=== Begin Enclosure ===

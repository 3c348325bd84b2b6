//! The ambient runner: per-thread storage for the current actor's runner.
//!
//! Helpers that need the current runner would otherwise have to thread it
//! through every signature; the ambient slot lets them ask for it instead.
//! Each actor thread holds exactly one ambient runner, installed by the
//! actor entry for the thread's lifetime and released by an RAII guard.
//!
//! This is a convenience, not load-bearing: every API in the crate also
//! accepts an explicit runner.

use crate::runner::Runner;
use std::cell::RefCell;
use std::marker::PhantomData;

thread_local! {
    static AMBIENT_RUNNER: RefCell<Option<Runner>> = const { RefCell::new(None) };
}

/// Releases the ambient runner for the installing thread when dropped.
///
/// The guard is deliberately not `Send`: it must be dropped on the thread
/// that installed the runner.
#[must_use = "dropping the guard immediately uninstalls the ambient runner"]
pub struct AmbientGuard {
    _not_send: PhantomData<*const ()>,
}

impl Drop for AmbientGuard {
    fn drop(&mut self) {
        AMBIENT_RUNNER.with(|slot| slot.borrow_mut().take());
    }
}

/// Installs `runner` as the current thread's ambient runner.
///
/// # Panics
///
/// Panics if an ambient runner is already installed on this thread.
pub fn set_ambient_runner(runner: Runner) -> AmbientGuard {
    AMBIENT_RUNNER.with(|slot| {
        let mut slot = slot.borrow_mut();
        assert!(
            slot.is_none(),
            "an ambient runner is already installed on this thread"
        );
        *slot = Some(runner);
    });
    AmbientGuard {
        _not_send: PhantomData,
    }
}

/// Returns the current thread's ambient runner.
///
/// # Panics
///
/// Panics when called from a thread that is not hosting an actor.
#[must_use]
pub fn current_runner() -> Runner {
    AMBIENT_RUNNER
        .with(|slot| slot.borrow().clone())
        .expect("current_runner may only be called on a thread hosting an actor")
}
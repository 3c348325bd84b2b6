//! The actor entry point: one manager, one runner, one OS thread.
//!
//! [`run_actor`] hosts a contained cooperative environment on a dedicated
//! thread and drives it until the root computation resolves. The caller
//! blocks until then and receives the root's outcome.

use crate::ambient::set_ambient_runner;
use crate::error::Error;
use crate::manager::Manager;
use crate::promise::Promise;
use crate::runner::Runner;
use crate::tracing_compat::info;
use std::thread;

/// Runs `root` inside a fresh actor and returns its outcome.
///
/// A dedicated thread is spawned hosting one manager and one runner; the
/// runner is installed as the thread's ambient runner for the duration.
/// `root` is invoked from the first turn and the manager keeps running
/// until the promise it returned resolves, including any I/O sources and
/// descendant computations it started along the way.
///
/// # Errors
///
/// Returns the root computation's failure, or an error when the actor
/// thread could not be spawned.
///
/// # Panics
///
/// A panic on the actor thread (an invariant violation, or a panic in user
/// code) resumes on the caller.
pub fn run_actor<F>(root: F) -> Result<(), Error>
where
    F: FnOnce(Runner) -> Promise<()> + Send + 'static,
{
    let actor = thread::Builder::new()
        .name("actor".to_string())
        .spawn(move || {
            let manager = Manager::new();
            let runner = Runner::new(&manager);
            let _ambient = set_ambient_runner(runner.clone());

            // The main result tracks the completion of the root computation.
            let (main, main_resolver) = runner.new_result::<()>();

            let root_runner = runner.clone();
            manager.new_turn("Main", move || {
                let _ = root(root_runner).then(move |outcome| {
                    info!(ok = outcome.is_ok(), "actor completed");
                    main_resolver.resolve(outcome.clone());
                    outcome
                });
            });

            manager.run_until(main)
        })
        .map_err(|e| Error::new(format!("failed to spawn actor thread: {e}")))?;

    match actor.join() {
        Ok(outcome) => outcome,
        Err(payload) => std::panic::resume_unwind(payload),
    }
}

#[cfg(test)]
mod tests {
    use super::*;
    use crate::ambient::current_runner;

    #[test]
    fn a_trivial_actor_returns_success() {
        assert!(run_actor(|runner| runner.done()).is_ok());
    }

    #[test]
    fn a_failing_actor_returns_the_error() {
        let err = run_actor(|runner| runner.new_error("boom")).expect_err("root failed");
        assert_eq!(err.to_string(), "boom");
    }

    #[test]
    fn the_ambient_runner_is_installed_for_the_actor() {
        let outcome = run_actor(|runner| {
            let ambient = current_runner();
            assert!(ambient.manager().is_same(runner.manager()));
            runner.done()
        });
        assert!(outcome.is_ok());
    }

    #[test]
    fn actors_are_independent() {
        assert!(run_actor(|runner| runner.done()).is_ok());
        let err = run_actor(|runner| runner.new_error("second")).expect_err("root failed");
        assert_eq!(err.to_string(), "second");
    }

    #[test]
    #[should_panic(expected = "already resolved")]
    fn invariant_violations_in_the_actor_resume_on_the_caller() {
        let _ = run_actor(|runner| {
            let (promise, resolver) = runner.new_result::<()>();
            resolver.complete(());
            resolver.complete(());
            promise
        });
    }
}
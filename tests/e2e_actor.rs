//! End-to-end scenarios driving whole actors through the public API.
//!
//! Run with: `cargo test --test e2e_actor`

use std::sync::atomic::{AtomicUsize, Ordering};
use std::sync::{Arc, Mutex};
use std::thread;
use std::time::{Duration, Instant};

use turnloop::{new_error_fmt, run_actor, Error, Event, EventSet, Promise, Source};

mod common {
    pub fn init_test_logging() {
        // Initialize tracing for tests if not already done.
        let _ = tracing_subscriber::fmt()
            .with_max_level(tracing::Level::DEBUG)
            .with_test_writer()
            .try_init();
    }
}

#[test]
fn trivial_actor_completes_successfully() {
    common::init_test_logging();
    assert!(run_actor(|runner| runner.done()).is_ok());
}

#[test]
fn failed_actor_reports_its_error() {
    common::init_test_logging();
    let err = run_actor(|runner| runner.new_error("boom")).expect_err("root fails");
    assert_eq!(err.to_string(), "boom");
}

#[test]
fn spawned_work_runs_before_the_actor_exits() {
    common::init_test_logging();
    let steps = Arc::new(Mutex::new(Vec::new()));

    let log = Arc::clone(&steps);
    let outcome = run_actor(move |runner| {
        log.lock().expect("steps lock").push("root");

        let inner_log = Arc::clone(&log);
        let done = runner.done();
        runner.spawn(move || {
            inner_log.lock().expect("steps lock").push("spawned");
            done
        })
    });

    assert!(outcome.is_ok());
    assert_eq!(*steps.lock().expect("steps lock"), vec!["root", "spawned"]);
}

#[test]
fn turns_enqueued_by_a_turn_run_after_already_queued_turns() {
    common::init_test_logging();
    let order = Arc::new(Mutex::new(Vec::new()));

    let log = Arc::clone(&order);
    let outcome = run_actor(move |runner| {
        // Two sibling computations are queued up front. The first enqueues a
        // child mid-turn; the child runs after the second sibling, in the
        // next cycle.
        let (gate, gate_resolver) = runner.new_result::<()>();

        let first_log = Arc::clone(&log);
        let child_runner = runner.clone();
        let done = runner.done();
        let first = runner.spawn(move || {
            first_log.lock().expect("order lock").push("first");
            let child_log = Arc::clone(&first_log);
            let done_again = done.clone();
            child_runner.spawn(move || {
                child_log.lock().expect("order lock").push("child");
                done_again
            });
            done
        });

        let second_log = Arc::clone(&log);
        let done = runner.done();
        let second = runner.spawn(move || {
            second_log.lock().expect("order lock").push("second");
            done
        });

        let _ = first;
        let resolver = gate_resolver;
        let _ = second.map(move |()| resolver.complete(()));
        gate
    });

    assert!(outcome.is_ok());
    let order = order.lock().expect("order lock");
    let first_pos = order.iter().position(|s| *s == "first").expect("first ran");
    let second_pos = order.iter().position(|s| *s == "second").expect("second ran");
    let child_pos = order.iter().position(|s| *s == "child").expect("child ran");
    assert!(first_pos < second_pos, "siblings keep their queue order");
    assert!(second_pos < child_pos, "the child waits for the next cycle");
}

#[test]
fn io_completions_resolve_on_the_actor_thread() {
    common::init_test_logging();
    let started = Instant::now();
    let continuation_thread = Arc::new(Mutex::new(None));

    let observed = Arc::clone(&continuation_thread);
    let outcome = run_actor(move |runner| {
        let actor_thread = thread::current().id();
        let source = Source::new(&runner);
        let result = source
            .spawn(|| {
                thread::sleep(Duration::from_millis(100));
                Ok(())
            })
            .map(move |()| {
                *observed.lock().expect("thread slot") = Some((thread::current().id(), actor_thread));
            });
        result.finally(move || source.close())
    });

    assert!(outcome.is_ok());
    let elapsed = started.elapsed();
    assert!(elapsed >= Duration::from_millis(100), "the worker really slept");
    assert!(elapsed < Duration::from_secs(5), "the completion arrived promptly");

    let (ran_on, actor_thread) = continuation_thread
        .lock()
        .expect("thread slot")
        .expect("continuation ran");
    assert_eq!(ran_on, actor_thread, "the continuation ran cooperatively");
}

#[test]
fn parallel_io_joins_back_into_one_result() {
    common::init_test_logging();
    let completed = Arc::new(AtomicUsize::new(0));

    let counter = Arc::clone(&completed);
    let outcome = run_actor(move |runner| {
        let source = Source::new(&runner);
        let (all_done, all_done_resolver) = runner.new_result::<()>();

        let remaining = Arc::new(AtomicUsize::new(4));
        for i in 0..4u64 {
            let counter = Arc::clone(&counter);
            let remaining = Arc::clone(&remaining);
            let all_done_resolver = all_done_resolver.clone();
            let _ = source
                .spawn(move || {
                    thread::sleep(Duration::from_millis(10 * i));
                    Ok(())
                })
                .map(move |()| {
                    counter.fetch_add(1, Ordering::SeqCst);
                    if remaining.fetch_sub(1, Ordering::SeqCst) == 1 {
                        all_done_resolver.complete(());
                    }
                });
        }

        all_done.finally(move || source.close())
    });

    assert!(outcome.is_ok());
    assert_eq!(completed.load(Ordering::SeqCst), 4);
}

#[test]
fn forwarding_routes_the_failure_to_early_observers() {
    common::init_test_logging();
    let observed = Arc::new(Mutex::new(None));

    let slot = Arc::clone(&observed);
    let outcome = run_actor(move |runner| {
        let (r1, s1) = runner.new_result::<()>();
        let r2: Promise<()> = runner.new_error("e");
        s1.forward(&r2);

        r1.then(move |outcome| {
            *slot.lock().expect("observed lock") =
                Some(outcome.expect_err("forwarded failure").to_string());
            Ok(())
        })
    });

    assert!(outcome.is_ok());
    assert_eq!(
        observed.lock().expect("observed lock").as_deref(),
        Some("e")
    );
}

#[test]
fn failures_short_circuit_a_combinator_chain() {
    common::init_test_logging();
    let skipped = Arc::new(AtomicUsize::new(0));

    let counter = Arc::clone(&skipped);
    let err = run_actor(move |runner| {
        let failing: Promise<()> = new_error_fmt!(runner, "step {} exploded", 1);
        failing
            .map({
                let counter = Arc::clone(&counter);
                move |()| {
                    counter.fetch_add(1, Ordering::SeqCst);
                }
            })
            .map({
                let counter = Arc::clone(&counter);
                move |()| {
                    counter.fetch_add(1, Ordering::SeqCst);
                }
            })
    })
    .expect_err("the failure reaches the root");

    assert_eq!(err.to_string(), "step 1 exploded");
    assert_eq!(
        skipped.load(Ordering::SeqCst),
        0,
        "no skipped continuation ever ran"
    );
}

#[test]
fn or_else_recovers_and_the_actor_succeeds() {
    common::init_test_logging();
    let outcome = run_actor(|runner| {
        let failing: Promise<()> = runner.new_error("recoverable");
        let fallback = runner.clone();
        failing.or_else(move |err| {
            assert_eq!(err.to_string(), "recoverable");
            fallback.done()
        })
    });
    assert!(outcome.is_ok());
}

#[test]
fn finally_runs_on_the_failure_path_and_preserves_it() {
    common::init_test_logging();
    let cleaned_up = Arc::new(AtomicUsize::new(0));

    let counter = Arc::clone(&cleaned_up);
    let err = run_actor(move |runner| {
        let failing: Promise<()> = runner.new_error("boom");
        failing.finally(move || {
            counter.fetch_add(1, Ordering::SeqCst);
        })
    })
    .expect_err("finally preserves the failure");

    assert_eq!(err.to_string(), "boom");
    assert_eq!(cleaned_up.load(Ordering::SeqCst), 1);
}

#[test]
fn typed_results_flow_through_the_graph() {
    common::init_test_logging();
    let rendered = Arc::new(Mutex::new(String::new()));

    let slot = Arc::clone(&rendered);
    let outcome = run_actor(move |runner| {
        let (numbers, numbers_resolver) = runner.new_result::<Vec<u32>>();

        let total = numbers.map(|values| values.iter().sum::<u32>());
        let report = total.map(|sum| format!("sum={sum}"));
        let stored = report.map(move |text| {
            *slot.lock().expect("rendered lock") = text;
        });

        numbers_resolver.complete(vec![1, 2, 3, 4]);
        stored
    });

    assert!(outcome.is_ok());
    assert_eq!(*rendered.lock().expect("rendered lock"), "sum=10");
}

#[test]
fn an_io_pipeline_composes_with_recovery() {
    common::init_test_logging();
    let attempts = Arc::new(AtomicUsize::new(0));

    let counter = Arc::clone(&attempts);
    let outcome = run_actor(move |runner| {
        let source = Source::new(&runner);

        let flaky = {
            let counter = Arc::clone(&counter);
            source.spawn(move || {
                counter.fetch_add(1, Ordering::SeqCst);
                Err(Error::new("first attempt failed"))
            })
        };

        let retried = {
            let counter = Arc::clone(&counter);
            let retry_source = Source::new(&runner);
            flaky.or_else(move |_| {
                let counter = Arc::clone(&counter);
                let retry = retry_source.spawn(move || {
                    counter.fetch_add(1, Ordering::SeqCst);
                    Ok(())
                });
                retry.finally(move || retry_source.close())
            })
        };

        retried.finally(move || source.close())
    });

    assert!(outcome.is_ok());
    assert_eq!(attempts.load(Ordering::SeqCst), 2);
}

#[test]
fn events_collapse_double_signals_end_to_end() {
    common::init_test_logging();
    let mut set = EventSet::new();
    let event = Event::new("io");
    set.add(event.clone());

    event.signal();
    event.signal();
    assert!(set.select().is_some(), "one pulse is observable");
    assert!(set.select().is_none(), "the second collapsed into it");
}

=== End Enclosure ===

◆ EXERCISE DETAILS: In the data above, find each line that uses the string "boom". Copy it.

◆ RESPONSE:
        let err = run_actor(|runner| runner.new_error("boom")).expect_err("root failed");
        assert_eq!(err.to_string(), "boom");
    let err = run_actor(|runner| runner.new_error("boom")).expect_err("root fails");
    assert_eq!(err.to_string(), "boom");
        let failing: Promise<()> = runner.new_error("boom");
    assert_eq!(err.to_string(), "boom");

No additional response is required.